The coronavirus pandemic, which continues to ravage the United States and forced many Americans to reconsider how they voted this year, is just one of many accessibility issues that voters faced in the 2020 election. Even as Onondaga County experienced record-breaking voter turnout, Syracuse community members, especially people of color, experienced barriers to casting their ballot. 



The voting process is not equitable for everybody in Syracuse, said Cjala Surratt, a co-founder of the Black Leadership Coalition. The pandemic only illuminated obstacles that have historically disenfranchised Syracuse’s Black and brown communities, she said.

For some marginalized communities, voting in 2020 has been particularly difficult because of barriers to accessing information.

Although county officials and local activist organizations have distributed election information online, Surratt said the community’s efforts to engage a diverse group of voters often fail, as organizers don’t recognize the technology divide that disproportionately impacts people of color.

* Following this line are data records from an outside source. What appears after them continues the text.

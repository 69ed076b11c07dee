//! Staleness checker.
//!
//! Decides, once per invocation, which jobs must run. A job runs when it has
//! no outputs, an output is missing, an output is older than an input, or a
//! job it depends on runs. Temp outputs that were reaped by an earlier run do
//! not count as missing on their own; their producer reruns only when some
//! consumer needs the file again.

use std::collections::VecDeque;
use std::time::SystemTime;

use serde::{Deserialize, Serialize};

use crate::graph::JobGraph;
use crate::job::JobId;
use crate::storage::Storage;

#[derive(Debug, Clone, Copy, PartialEq, Eq, Serialize, Deserialize)]
#[serde(rename_all = "snake_case")]
pub enum RunReason {
    NoOutputs,
    Forced,
    MissingOutput,
    OlderThanInput,
    UpstreamRerun,
    NeededByConsumer,
}

impl std::fmt::Display for RunReason {
    fn fmt(&self, f: &mut std::fmt::Formatter<'_>) -> std::fmt::Result {
        let s = match self {
            RunReason::NoOutputs => "job has no outputs",
            RunReason::Forced => "forced",
            RunReason::MissingOutput => "missing output",
            RunReason::OlderThanInput => "output older than input",
            RunReason::UpstreamRerun => "an upstream job runs",
            RunReason::NeededByConsumer => "temp output needed by a consumer",
        };
        f.write_str(s)
    }
}

#[derive(Debug, Clone, Copy, Default, PartialEq, Eq, Serialize, Deserialize)]
#[serde(rename_all = "snake_case")]
pub enum ForceMode {
    #[default]
    None,
    /// Rerun the jobs of the requested targets.
    Targets,
    /// Rerun every job in the graph.
    All,
}

/// Which jobs must run, and why.
#[derive(Debug, Clone)]
pub struct Plan {
    reasons: Vec<Option<RunReason>>,
}

impl Plan {
    pub fn compute(graph: &JobGraph, storage: &dyn Storage, force: ForceMode) -> Self {
        let n = graph.len();
        let mut reasons: Vec<Option<RunReason>> = vec![None; n];

        // Newest input per job. A reaped temp input stands in for the inputs of
        // its producer, so editing a file upstream of a temp still shows up.
        let mut newest_input: Vec<Option<SystemTime>> = vec![None; n];

        let reaped_temp = |path: &str| -> bool {
            !graph.is_requested(path)
                && graph.producer_of(path).is_some_and(|p| {
                    graph
                        .job(p)
                        .outputs
                        .iter()
                        .any(|o| o.temp && o.path == path)
                })
                && !storage.exists(path)
        };

        for id in graph.topological_order() {
            let job = graph.job(id);

            let mut newest: Option<SystemTime> = None;
            for input in job.input_paths() {
                let mtime = match storage.modified(input) {
                    Some(t) => Some(t),
                    None if reaped_temp(input) => graph
                        .producer_of(input)
                        .and_then(|p| newest_input[p.0]),
                    None => None,
                };
                newest = newest.max(mtime);
            }
            newest_input[id.0] = newest;

            let forced = match force {
                ForceMode::All => true,
                ForceMode::Targets => graph.targets().contains(&id),
                ForceMode::None => false,
            };
            reasons[id.0] = if forced {
                Some(RunReason::Forced)
            } else if job.outputs.is_empty() {
                Some(RunReason::NoOutputs)
            } else {
                own_reason(graph, storage, id, newest, &reaped_temp)
            };
        }

        let mut queue: VecDeque<JobId> = graph
            .topological_order()
            .filter(|id| reasons[id.0].is_some())
            .collect();
        while let Some(id) = queue.pop_front() {
            for &dependent in graph.dependents(id) {
                if reasons[dependent.0].is_none() {
                    reasons[dependent.0] = Some(RunReason::UpstreamRerun);
                    queue.push_back(dependent);
                }
            }
            for input in graph.job(id).input_paths() {
                if storage.exists(input) {
                    continue;
                }
                if let Some(producer) = graph.producer_of(input) {
                    if reasons[producer.0].is_none() {
                        reasons[producer.0] = Some(RunReason::NeededByConsumer);
                        queue.push_back(producer);
                    }
                }
            }
        }

        let plan = Self { reasons };
        tracing::debug!(jobs = n, to_run = plan.run_count(), "Staleness plan computed");
        plan
    }

    pub fn needs_run(&self, id: JobId) -> bool {
        self.reasons[id.0].is_some()
    }

    pub fn reason(&self, id: JobId) -> Option<RunReason> {
        self.reasons[id.0]
    }

    pub fn to_run(&self) -> impl Iterator<Item = JobId> + '_ {
        self.reasons
            .iter()
            .enumerate()
            .filter(|(_, r)| r.is_some())
            .map(|(i, _)| JobId(i))
    }

    pub fn run_count(&self) -> usize {
        self.reasons.iter().filter(|r| r.is_some()).count()
    }
}

fn own_reason(
    graph: &JobGraph,
    storage: &dyn Storage,
    id: JobId,
    newest_input: Option<SystemTime>,
    reaped_temp: &dyn Fn(&str) -> bool,
) -> Option<RunReason> {
    let job = graph.job(id);
    let mut oldest_output: Option<SystemTime> = None;
    for out in &job.outputs {
        match storage.modified(&out.path) {
            Some(t) => oldest_output = Some(oldest_output.map_or(t, |o| o.min(t))),
            None if reaped_temp(&out.path) => {}
            None => return Some(RunReason::MissingOutput),
        }
    }
    match (oldest_output, newest_input) {
        (Some(out), Some(input)) if out < input => Some(RunReason::OlderThanInput),
        _ => None,
    }
}
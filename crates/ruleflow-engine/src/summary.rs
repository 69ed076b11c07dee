//! Per-run summary and JSON report.

use std::path::Path;

use chrono::{DateTime, Utc};
use ruleflow_types::{JobOutcome, JobStatus, Result};
use serde::Serialize;

use crate::graph::JobGraph;
use crate::job::JobId;
use crate::staleness::{Plan, RunReason};

#[derive(Debug, Clone, Serialize)]
pub struct JobReport {
    pub id: JobId,
    pub label: String,
    pub rule: String,
    pub status: JobStatus,
    /// Why the job was scheduled; `None` when it was up to date.
    pub reason: Option<RunReason>,
    pub command: Option<String>,
    pub log: Option<String>,
    pub exit_code: Option<i32>,
    pub failure_reason: Option<String>,
    pub stderr_tail: Option<String>,
    /// Label of the directly failed job behind an upstream failure.
    pub root_cause: Option<String>,
    pub duration_ms: u64,
}

impl JobReport {
    pub(crate) fn new(graph: &JobGraph, plan: &Plan, id: JobId, status: JobStatus) -> Self {
        let job = graph.job(id);
        Self {
            id,
            label: job.label(),
            rule: job.rule.clone(),
            status,
            reason: plan.reason(id),
            command: job.command.clone(),
            log: job.log.clone(),
            exit_code: None,
            failure_reason: None,
            stderr_tail: None,
            root_cause: None,
            duration_ms: 0,
        }
    }

    pub(crate) fn with_outcome(mut self, outcome: &JobOutcome) -> Self {
        self.status = outcome.status;
        self.exit_code = outcome.exit_code;
        self.failure_reason = outcome.failure_reason.clone();
        self.stderr_tail = outcome.stderr_tail.clone();
        self.duration_ms = outcome.duration_ms;
        self
    }
}

#[derive(Debug, Clone, Serialize)]
pub struct RunSummary {
    pub run_id: String,
    pub dry_run: bool,
    pub started_at: DateTime<Utc>,
    pub finished_at: DateTime<Utc>,
    pub jobs: Vec<JobReport>,
    pub deleted_temps: Vec<String>,
}

impl RunSummary {
    /// Summary of a dry run: scheduled jobs stay `Pending`, the rest are
    /// `Skipped`.
    pub fn planned(run_id: String, graph: &JobGraph, plan: &Plan) -> Self {
        let now = Utc::now();
        let jobs = graph
            .topological_order()
            .map(|id| {
                let status = if plan.needs_run(id) {
                    JobStatus::Pending
                } else {
                    JobStatus::Skipped
                };
                JobReport::new(graph, plan, id, status)
            })
            .collect();
        Self {
            run_id,
            dry_run: true,
            started_at: now,
            finished_at: now,
            jobs,
            deleted_temps: Vec::new(),
        }
    }

    pub fn count(&self, status: JobStatus) -> usize {
        self.jobs.iter().filter(|j| j.status == status).count()
    }

    pub fn with_status(&self, status: JobStatus) -> impl Iterator<Item = &JobReport> {
        self.jobs.iter().filter(move |j| j.status == status)
    }

    /// `true` when no job failed, directly or by propagation, and none was
    /// cancelled.
    pub fn is_success(&self) -> bool {
        self.jobs.iter().all(|j| {
            !matches!(
                j.status,
                JobStatus::Failed | JobStatus::UpstreamFailed | JobStatus::Cancelled
            )
        })
    }

    pub fn duration_ms(&self) -> u64 {
        (self.finished_at - self.started_at)
            .num_milliseconds()
            .max(0) as u64
    }

    pub fn write_json(&self, path: &Path) -> Result<()> {
        let json = serde_json::to_string_pretty(self)?;
        std::fs::write(path, json)?;
        Ok(())
    }
}

impl std::fmt::Display for RunSummary {
    fn fmt(&self, f: &mut std::fmt::Formatter<'_>) -> std::fmt::Result {
        if self.dry_run {
            let pending: Vec<&JobReport> = self.with_status(JobStatus::Pending).collect();
            writeln!(
                f,
                "Dry run: {} of {} jobs would run",
                pending.len(),
                self.jobs.len()
            )?;
            for job in pending {
                let reason = job.reason.map(|r| r.to_string()).unwrap_or_default();
                writeln!(f, "  {} ({reason})", job.label)?;
                if let Some(ref cmd) = job.command {
                    writeln!(f, "    $ {cmd}")?;
                }
            }
            return Ok(());
        }

        writeln!(
            f,
            "Run {}: {} succeeded, {} up to date, {} failed, {} failed upstream, {} cancelled ({} ms)",
            self.run_id,
            self.count(JobStatus::Succeeded),
            self.count(JobStatus::Skipped),
            self.count(JobStatus::Failed),
            self.count(JobStatus::UpstreamFailed),
            self.count(JobStatus::Cancelled),
            self.duration_ms()
        )?;
        for job in self.with_status(JobStatus::Failed) {
            write!(
                f,
                "  FAILED {}: {}",
                job.label,
                job.failure_reason.as_deref().unwrap_or("unknown error")
            )?;
            if let Some(ref log) = job.log {
                write!(f, " (log: {log})")?;
            }
            writeln!(f)?;
            if let Some(ref stderr) = job.stderr_tail {
                for line in stderr.lines().rev().take(5).collect::<Vec<_>>().into_iter().rev() {
                    writeln!(f, "    | {line}")?;
                }
            }
        }
        for job in self.with_status(JobStatus::UpstreamFailed) {
            writeln!(
                f,
                "  UPSTREAM FAILED {} (caused by {})",
                job.label,
                job.root_cause.as_deref().unwrap_or("?")
            )?;
        }
        for job in self.with_status(JobStatus::Cancelled) {
            writeln!(f, "  CANCELLED {}", job.label)?;
        }
        Ok(())
    }
}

An estimated 18 million U.S. households do not have internet access, according to the Migration Policy Institute. A 2019 Pew Research study found that 25% and 23% of Black and Hispanic people can only access the internet via their cell phones, respectively. 

The Onondaga County Board of Elections has worked diligently to send out information through mail and social media to inform county residents about voting this year, said Dustin Czarny, the Democratic commissioner of the board.

“We’ve done pretty much everything we can do at this point,” he said. “I don’t think anybody doesn’t know that an election is happening.”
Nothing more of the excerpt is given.